Cumhuriyeti kuranlar, yolumuzu aydınlatanlar sağlam atmışlar temeli. Bugüne dek çok şeyler yitirmemize karşın, laik Cumhuriyete, bilimsel, nitelikli eğitime inanan, bu yolda yürüyenler var.
İktidarın gücüyle yok edilen ilkeleri ve kurumlarını halkçı bir iktidar tarafından yeniden kurma umudu var. Bu çalışma bu yolda yürüyenlere bir ışık tutabilirse amacımız bir ölçüde gerçekleşmiş demektir.

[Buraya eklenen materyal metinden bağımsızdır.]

/// The override the child on `side` would inherit from this node during a
/// read-only descent. Receiving an override arms a node's own push flags, so
/// inheritance keeps flowing once it starts.
pub(crate) fn child_pending<D>(
    node: &Node<D>,
    eff: &EffFlags,
    inh: Option<Pending>,
    side: Side,
) -> Option<Pending> {
    if inh.is_some() || node.flags.contains(side.push_flag()) {
        Some(Pending {
            td: eff.td,
            tdd: eff.tdd,
        })
    } else {
        None
    }
}

/// Collect the live points of a subtree without mutating it, resolving
/// pending overrides on the way down. When `removed` is given, lazily
/// deleted points that were neither downsample casualties nor already
/// reported are recorded there (rebuild reclamation).
pub(crate) fn flatten_live<D: Clone>(
    arena: &Arena<D>,
    id: Option<NodeId>,
    inh: Option<Pending>,
    out: &mut Vec<Point<D>>,
    mut removed: Option<&mut Vec<Point<D>>>,
) {
    let Some(id) = id else { return };
    let n = arena.node(id);
    let eff = effective(n, inh);
    if !eff.pd {
        out.push(n.point.clone());
    } else if let Some(rem) = removed.as_mut() {
        if !eff.pdd && !n.flags.contains(NodeFlags::REMOVAL_RECORDED) {
            rem.push(n.point.clone());
        }
    }
    flatten_live(
        arena,
        n.left,
        child_pending(n, &eff, inh, Side::Left),
        out,
        removed.as_mut().map(|r| &mut **r),
    );
    flatten_live(
        arena,
        n.right,
        child_pending(n, &eff, inh, Side::Right),
        out,
        removed,
    );
}

// ---------------------------------------------------------------------------
// Aggregation
// ---------------------------------------------------------------------------

#[derive(Clone, Copy)]
struct ChildStat {
    size: u32,
    invalid: u32,
    down_del: u32,
    td: bool,
    tdd: bool,
    aabb: BoundingBox,
}

fn child_stat<D>(arena: &Arena<D>, id: Option<NodeId>) -> Option<ChildStat> {
    id.map(|id| {
        let n = arena.node(id);
        ChildStat {
            size: n.size,
            invalid: n.invalid,
            down_del: n.down_del,
            td: n.flags.contains(NodeFlags::TREE_DELETED),
            tdd: n.flags.contains(NodeFlags::TREE_DOWNSAMPLED),
            aabb: n.aabb,
        }
    })
}

/// Recompute a node's subtree aggregates from its children: size, invalid
/// and downsample counters, subtree-deleted bits, the live-point hull (with
/// the all-points fallback when the whole subtree is deleted), the pruning
/// radius, and the root alpha metrics.
pub(crate) fn update<D: Clone>(arena: &mut Arena<D>, sentinel: NodeId, id: NodeId) {
    let (left, right) = {
        let n = arena.node(id);
        (n.left, n.right)
    };
    let ls = child_stat(arena, left);
    let rs = child_stat(arena, right);
    let (pd, pdd, pos) = {
        let n = arena.node(id);
        (
            n.flags.contains(NodeFlags::POINT_DELETED),
            n.flags.contains(NodeFlags::POINT_DOWNSAMPLED),
            n.point.pos(),
        )
    };

    let size = 1 + ls.map_or(0, |s| s.size) + rs.map_or(0, |s| s.size);
    let invalid = pd as u32 + ls.map_or(0, |s| s.invalid) + rs.map_or(0, |s| s.invalid);
    let down_del = pdd as u32 + ls.map_or(0, |s| s.down_del) + rs.map_or(0, |s| s.down_del);
    let td = pd && ls.map_or(true, |s| s.td) && rs.map_or(true, |s| s.td);
    let tdd = pdd && ls.map_or(true, |s| s.tdd) && rs.map_or(true, |s| s.tdd);

    // Live hull, unless the subtree is entirely deleted; then every point
    // counts so pruning stays sound for restoration.
    let full = td || (!pd && ls.map_or(true, |s| !s.td) && rs.map_or(true, |s| !s.td));
    let mut bb = BoundingBox::void();
    if full {
        bb.expand_point(pos);
        if let Some(s) = &ls {
            bb.expand_box(&s.aabb);
        }
        if let Some(s) = &rs {
            bb.expand_box(&s.aabb);
        }
    } else {
        if let Some(s) = &ls {
            if !s.td {
                bb.expand_box(&s.aabb);
            }
        }
        if let Some(s) = &rs {
            if !s.td {
                bb.expand_box(&s.aabb);
            }
        }
        if !pd {
            bb.expand_point(pos);
        }
    }
    debug_assert!(bb.min[0] <= bb.max[0], "subtree hull folded empty");

    let is_root = arena.node(sentinel).left == Some(id);
    {
        let n = arena.node_mut(id);
        n.size = size;
        n.invalid = invalid;
        n.down_del = down_del;
        n.flags.set(NodeFlags::TREE_DELETED, td);
        n.flags.set(NodeFlags::TREE_DOWNSAMPLED, tdd);
        n.aabb = bb;
        n.radius_sq = bb.half_diag_sq();
        if is_root && size > 3 {
            let l = ls.map_or(0, |s| s.size);
            let r = rs.map_or(0, |s| s.size);
            n.alpha_bal = l.max(r) as f64 / (size - 1) as f64;
            n.alpha_del = invalid as f64 / size as f64;
        }
    }
    if let Some(l) = left {
        arena.node_mut(l).parent = Some(id);
    }
    if let Some(r) = right {
        arena.node_mut(r).parent = Some(id);
    }
}

// ---------------------------------------------------------------------------
// Push-down
// ---------------------------------------------------------------------------

/// Apply a pending (tree_deleted, tree_downsampled) override to `child`,
/// patch its counters and arm its own push flags so the override keeps
/// travelling down.
pub(crate) fn apply_push<D>(child: &mut Node<D>, td: bool, tdd: bool) {
    if tdd {
        child
            .flags
            .insert(NodeFlags::TREE_DOWNSAMPLED | NodeFlags::POINT_DOWNSAMPLED);
    }
    let new_td = td || child.flags.contains(NodeFlags::TREE_DOWNSAMPLED);
    child.flags.set(NodeFlags::TREE_DELETED, new_td);
    let new_pd = new_td || child.flags.contains(NodeFlags::POINT_DOWNSAMPLED);
    child.flags.set(NodeFlags::POINT_DELETED, new_pd);
    if tdd {
        child.down_del = child.size;
    }
    child.invalid = if new_td { child.size } else { child.down_del };
    child.flags.insert(NodeFlags::PUSH_LEFT | NodeFlags::PUSH_RIGHT);
}

/// Deliver this node's pending delete/restore state to each flagged child.
/// A push crossing the published rebuild edge is also logged. Flags toward
/// empty edges are dropped: there is nothing to propagate to, and a stale
/// flag would hit a later insert instead.
pub(crate) fn push_down<D: Clone>(ctx: &mut OpCtx<'_, D>, id: NodeId) {
    let (flags, td, tdd, left, right) = {
        let n = ctx.arena.node(id);
        (
            n.flags,
            n.flags.contains(NodeFlags::TREE_DELETED),
            n.flags.contains(NodeFlags::TREE_DOWNSAMPLED),
            n.left,
            n.right,
        )
    };
    for (side, child) in [(Side::Left, left), (Side::Right, right)] {
        if !flags.contains(side.push_flag()) {
            continue;
        }
        if let Some(c) = child {
            apply_push(ctx.arena.node_mut(c), td, tdd);
            if ctx.target == Some(Edge::new(id, side)) {
                ctx.log_if_rebuilding(Operation::PushDown {
                    tree_deleted: td,
                    tree_downsampled: tdd,
                });
            }
        }
        ctx.arena.node_mut(id).flags.remove(side.push_flag());
    }
}

// ---------------------------------------------------------------------------
// Rebalance criterion and rebuild dispatch
// ---------------------------------------------------------------------------

/// Does this subtree need a rebuild, either too lopsided or carrying too
/// much lazily deleted garbage?
pub(crate) fn criterion_check<D>(arena: &Arena<D>, cfg: &TreeConfig, id: NodeId) -> bool {
    let n = arena.node(id);
    if n.size as usize <= cfg.min_unbalanced_size {
        return false;
    }
    let child = n
        .left
        .or(n.right)
        .expect("subtree above the balance floor has a child");
    let bal = arena.node(child).size as f64 / (n.size - 1) as f64;
    let del = n.invalid as f64 / n.size as f64;
    del > cfg.delete_criterion || bal > cfg.balance_criterion || bal < 1.0 - cfg.balance_criterion
}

- “Yolumuzu Aydınlatanlar”ın karşısında bir de yolumuzu karartanlar var. Kimler, neden en çok bu nitelemeyi hak ediyor, sizce?
Yolumuzu karartanlar dün vardı, bugün de var. Bugün Öğretim Birliği içinde laik, bilimsel, nitelikli bir eğitim yolu izlenmiyor. Dinselleştirilmiş, özelleştirilmiş, kamusallıktan uzak, niteliği bozuk, ezberci bir eğitim uygulanıyor. Daha da kötüsü bilimin, sanatın yerine tarikatlar sarmış eğitimi. Yol da niyet de başka. Özgür insan yerine sorgulamayan insan isteniyor bu yeni karanlık yolda.
- “10 Eğitim Yıldızı”nın tümü, eğitimlerini Cumhuriyet’ten önce tamamlamış. Bu durum, Cumhuriyet devrimlerinin temeliyle ilgili neler düşündürüyor?
Evet, doğru, 10 eğitimci de laik okullarda okumuş, iyi öğretmenler elinde yetişmiş. Çoğu yurt dışında eğitimlerini artırmış, incelemelerde bulunmuş. En önemlisi kendi kendilerini yetiştirmişler. Çok okumuşlar, danışmışlar. Cumhuriyetten önce yetişmelerine karşın Atatürk’e, Cumhuriyet devrimlerine içten bağlı kişiler.
- Bu çalışmanızın önsözünde arkadaşınız Dr. Niyazi Altunya, diğer öncü eğitimcilerimiz için de sizden benzer çalışmalar istiyor. Bunu yapacak olsanız kimleri, neden anlatmak istersiniz?
Neden olmasın? Biz ya da başkası ya da imece olarak aynı yolda yürüyenler için benzer çalışmalar yapılabilir. 100. yıl nedeniyle böylesi çalışmalar yapılmalıdır. Sizin yakın geçmişte Öğretmen Dünyası dergisi adına hazırladığınız “Eğitim Mimarlarımız” kitapçıkları, kitaba dönüştürülebilir.